What the task asks:
Show all lines from the records below in which the string "PipelineConfig" is present.

The data:

+===+

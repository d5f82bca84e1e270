//! Pipeline configuration
//!
//! Plain values handed to the core by the caller. Nothing in this crate's
//! library reads the process environment; the binary builds these structs.

use crate::types::OperatorId;
use anyhow::Context;
use serde::{Deserialize, Serialize};
use std::time::Duration;

/// Page and batch sizing, concurrency and quality limits
#[derive(Debug, Clone, Serialize, Deserialize, PartialEq)]
pub struct BatchConfig {
    /// Records requested per source page
    #[serde(default = "default_page_size")]
    pub page_size: u32,
    /// Records per atomic store transaction
    #[serde(default = "default_load_batch_size")]
    pub load_batch_size: usize,
    /// Source pages requested ahead of the one being applied
    #[serde(default = "default_max_in_flight_pages")]
    pub max_in_flight_pages: usize,
    /// A page whose failure rate exceeds this aborts the stage
    #[serde(default = "default_max_failure_rate")]
    pub max_failure_rate: f64,
    #[serde(default = "default_max_failure_samples")]
    pub max_failure_samples: usize,
}

fn default_page_size() -> u32 {
    1000
}

fn default_load_batch_size() -> usize {
    500
}

fn default_max_in_flight_pages() -> usize {
    4
}

fn default_max_failure_rate() -> f64 {
    0.2
}

fn default_max_failure_samples() -> usize {
    10
}

impl Default for BatchConfig {
    fn default() -> Self {
        Self {
            page_size: default_page_size(),
            load_batch_size: default_load_batch_size(),
            max_in_flight_pages: default_max_in_flight_pages(),
            max_failure_rate: default_max_failure_rate(),
            max_failure_samples: default_max_failure_samples(),
        }
    }
}

/// Retry policy for source calls
#[derive(Debug, Clone, Serialize, Deserialize, PartialEq, Eq)]
pub struct RetryConfig {
    #[serde(default = "default_max_attempts")]
    pub max_attempts: u32,
    #[serde(default = "default_base_delay_ms")]
    pub base_delay_ms: u64,
    #[serde(default = "default_max_delay_ms")]
    pub max_delay_ms: u64,
    /// Upper bound of a single source call
    #[serde(default = "default_request_timeout_secs")]
    pub request_timeout_secs: u64,
}

fn default_max_attempts() -> u32 {
    3
}

fn default_base_delay_ms() -> u64 {
    500
}

fn default_max_delay_ms() -> u64 {
    10_000
}

fn default_request_timeout_secs() -> u64 {
    20
}

impl Default for RetryConfig {
    fn default() -> Self {
        Self {
            max_attempts: default_max_attempts(),
            base_delay_ms: default_base_delay_ms(),
            max_delay_ms: default_max_delay_ms(),
            request_timeout_secs: default_request_timeout_secs(),
        }
    }
}

impl RetryConfig {
    /// Delay before the attempt following `attempt` (1-based), doubling each time.
    pub fn backoff(&self, attempt: u32) -> Duration {
        let factor = 2u64.saturating_pow(attempt.saturating_sub(1));
        let delay = self.base_delay_ms.saturating_mul(factor);
        Duration::from_millis(delay.min(self.max_delay_ms))
    }

    pub fn request_timeout(&self) -> Duration {
        Duration::from_secs(self.request_timeout_secs)
    }
}

/// Extraction window sizing for incremental stages
#[derive(Debug, Clone, Serialize, Deserialize, PartialEq, Eq)]
pub struct WindowConfig {
    /// Look-back of a stage that has never completed
    #[serde(default = "default_initial_load_days_past")]
    pub initial_load_days_past: i64,
    /// Overlap subtracted from the checkpoint to catch late edits
    #[serde(default = "default_refresh_days_past")]
    pub refresh_days_past: i64,
    /// Future horizon for scheduled records
    #[serde(default = "default_days_future")]
    pub days_future: i64,
}

fn default_initial_load_days_past() -> i64 {
    60
}

fn default_refresh_days_past() -> i64 {
    3
}

fn default_days_future() -> i64 {
    10
}

impl Default for WindowConfig {
    fn default() -> Self {
        Self {
            initial_load_days_past: default_initial_load_days_past(),
            refresh_days_past: default_refresh_days_past(),
            days_future: default_days_future(),
        }
    }
}

/// Domain constants used by the transformers
#[derive(Debug, Clone, Serialize, Deserialize, PartialEq, Eq)]
pub struct TransformConfig {
    #[serde(default = "default_senior_age_threshold")]
    pub senior_age_threshold: u32,
    /// Assignments starting before this UTC hour count toward the previous duty day
    #[serde(default = "default_duty_cutoff_hour")]
    pub duty_cutoff_hour: u32,
    #[serde(default = "default_pre_duty_minutes")]
    pub pre_duty_minutes: i64,
    #[serde(default = "default_post_duty_minutes")]
    pub post_duty_minutes: i64,
    /// Taxi allowance between block and flight times
    #[serde(default = "default_block_padding_minutes")]
    pub block_padding_minutes: i64,
    /// Duty category codes treated as unavailable whatever the synced
    /// category says
    #[serde(default = "default_unavailable_event_categories")]
    pub unavailable_event_categories: Vec<String>,
}

fn default_senior_age_threshold() -> u32 {
    65
}

fn default_duty_cutoff_hour() -> u32 {
    9
}

fn default_pre_duty_minutes() -> i64 {
    60
}

fn default_post_duty_minutes() -> i64 {
    30
}

fn default_block_padding_minutes() -> i64 {
    6
}

fn default_unavailable_event_categories() -> Vec<String> {
    Vec::new()
}

impl Default for TransformConfig {
    fn default() -> Self {
        Self {
            senior_age_threshold: default_senior_age_threshold(),
            duty_cutoff_hour: default_duty_cutoff_hour(),
            pre_duty_minutes: default_pre_duty_minutes(),
            post_duty_minutes: default_post_duty_minutes(),
            block_padding_minutes: default_block_padding_minutes(),
            unavailable_event_categories: default_unavailable_event_categories(),
        }
    }
}

impl TransformConfig {
    pub fn is_listed_unavailable(&self, code: &str) -> bool {
        self.unavailable_event_categories.iter().any(|listed| listed == code)
    }
}

/// How strictly prerequisites of a resolved stage are verified
#[derive(Debug, Clone, Copy, Default, Serialize, Deserialize, PartialEq, Eq)]
#[serde(rename_all = "snake_case")]
pub enum PrerequisitePolicy {
    /// The caller guarantees prerequisites ran; unresolved references surface per record
    #[default]
    TrustCaller,
    /// Refuse to start unless every prerequisite ran in this run or has a checkpoint
    RequireCheckpoints,
}

/// Everything the run controller needs besides its collaborators
#[derive(Debug, Clone, Default, Serialize, Deserialize, PartialEq)]
pub struct PipelineConfig {
    #[serde(default)]
    pub batch: BatchConfig,
    #[serde(default)]
    pub retry: RetryConfig,
    #[serde(default)]
    pub window: WindowConfig,
    #[serde(default)]
    pub transform: TransformConfig,
    #[serde(default)]
    pub prerequisites: PrerequisitePolicy,
}

/// Upper bound for every window day count, about a century
pub const MAX_WINDOW_DAYS: i64 = 36_500;

impl PipelineConfig {
    pub fn validate(&self) -> anyhow::Result<()> {
        if self.batch.page_size == 0 {
            anyhow::bail!("page_size must be greater than 0");
        }
        if self.batch.load_batch_size == 0 {
            anyhow::bail!("load_batch_size must be greater than 0");
        }
        if self.batch.max_in_flight_pages == 0 {
            anyhow::bail!("max_in_flight_pages must be greater than 0");
        }
        if !(0.0..=1.0).contains(&self.batch.max_failure_rate) {
            anyhow::bail!(
                "max_failure_rate must be between 0 and 1, got {}",
                self.batch.max_failure_rate
            );
        }
        if self.retry.max_attempts == 0 {
            anyhow::bail!("max_attempts must be at least 1");
        }
        if self.retry.request_timeout_secs == 0 {
            anyhow::bail!("request_timeout_secs must be greater than 0");
        }
        let days = [
            self.window.initial_load_days_past,
            self.window.refresh_days_past,
            self.window.days_future,
        ];
        if days.iter().any(|&d| d < 0) {
            anyhow::bail!("window day counts must not be negative");
        }
        if days.iter().any(|&d| d > MAX_WINDOW_DAYS) {
            anyhow::bail!("window day counts must not exceed {MAX_WINDOW_DAYS}");
        }
        if self.transform.duty_cutoff_hour > 23 {
            anyhow::bail!("duty_cutoff_hour must be an hour of the day (0-23)");
        }
        Ok(())
    }
}

/// Connection settings of an operator's source system
#[derive(Clone, Serialize, Deserialize)]
pub struct SourceConfig {
    pub base_url: String,
    pub client_id: String,
    pub client_secret: String,
    #[serde(default = "default_request_timeout_secs")]
    pub timeout_secs: u64,
}

impl std::fmt::Debug for SourceConfig {
    fn fmt(&self, f: &mut std::fmt::Formatter<'_>) -> std::fmt::Result {
        f.debug_struct("SourceConfig")
            .field("base_url", &self.base_url)
            .field("client_id", &self.client_id)
            .field("client_secret", &"<redacted>")
            .field("timeout_secs", &self.timeout_secs)
            .finish()
    }
}

/// Target database settings
#[derive(Clone, Serialize, Deserialize)]
pub struct StoreConfig {
    pub database_url: String,
    #[serde(default = "default_max_connections")]
    pub max_connections: u32,
    #[serde(default = "default_connect_timeout_secs")]
    pub connect_timeout_secs: u64,
}

impl StoreConfig {
    pub fn new(database_url: impl Into<String>) -> Self {
        Self {
            database_url: database_url.into(),
            max_connections: default_max_connections(),
            connect_timeout_secs: default_connect_timeout_secs(),
        }
    }

    pub fn validate(&self) -> anyhow::Result<()> {
        if self.database_url.trim().is_empty() {
            anyhow::bail!("database_url is required");
        }
        if self.max_connections < 2 {
            // One connection is pinned by the run lock for the whole run
            anyhow::bail!("max_connections must be at least 2, got {}", self.max_connections);
        }
        Ok(())
    }
}

fn default_max_connections() -> u32 {
    5
}

fn default_connect_timeout_secs() -> u64 {
    30
}

impl std::fmt::Debug for StoreConfig {
    fn fmt(&self, f: &mut std::fmt::Formatter<'_>) -> std::fmt::Result {
        f.debug_struct("StoreConfig")
            .field("database_url", &"<redacted>")
            .field("max_connections", &self.max_connections)
            .field("connect_timeout_secs", &self.connect_timeout_secs)
            .finish()
    }
}

/// Full configuration of one operator
#[derive(Debug, Clone, Serialize, Deserialize)]
pub struct OperatorConfig {
    pub operator: OperatorId,
    pub source: SourceConfig,
    pub store: StoreConfig,
    #[serde(default)]
    pub pipeline: PipelineConfig,
}

impl OperatorConfig {
    pub fn validate(&self) -> anyhow::Result<()> {
        if self.source.base_url.trim().is_empty() {
            anyhow::bail!("source base_url is required for operator '{}'", self.operator);
        }
        if self.source.client_id.is_empty() || self.source.client_secret.is_empty() {
            anyhow::bail!("source credentials are required for operator '{}'", self.operator);
        }
        self.store
            .validate()
            .with_context(|| format!("Invalid store settings for operator '{}'", self.operator))?;
        self.pipeline.validate()
    }
}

+===+

Written answer:
pub struct PipelineConfig {
impl PipelineConfig {
    pub pipeline: PipelineConfig,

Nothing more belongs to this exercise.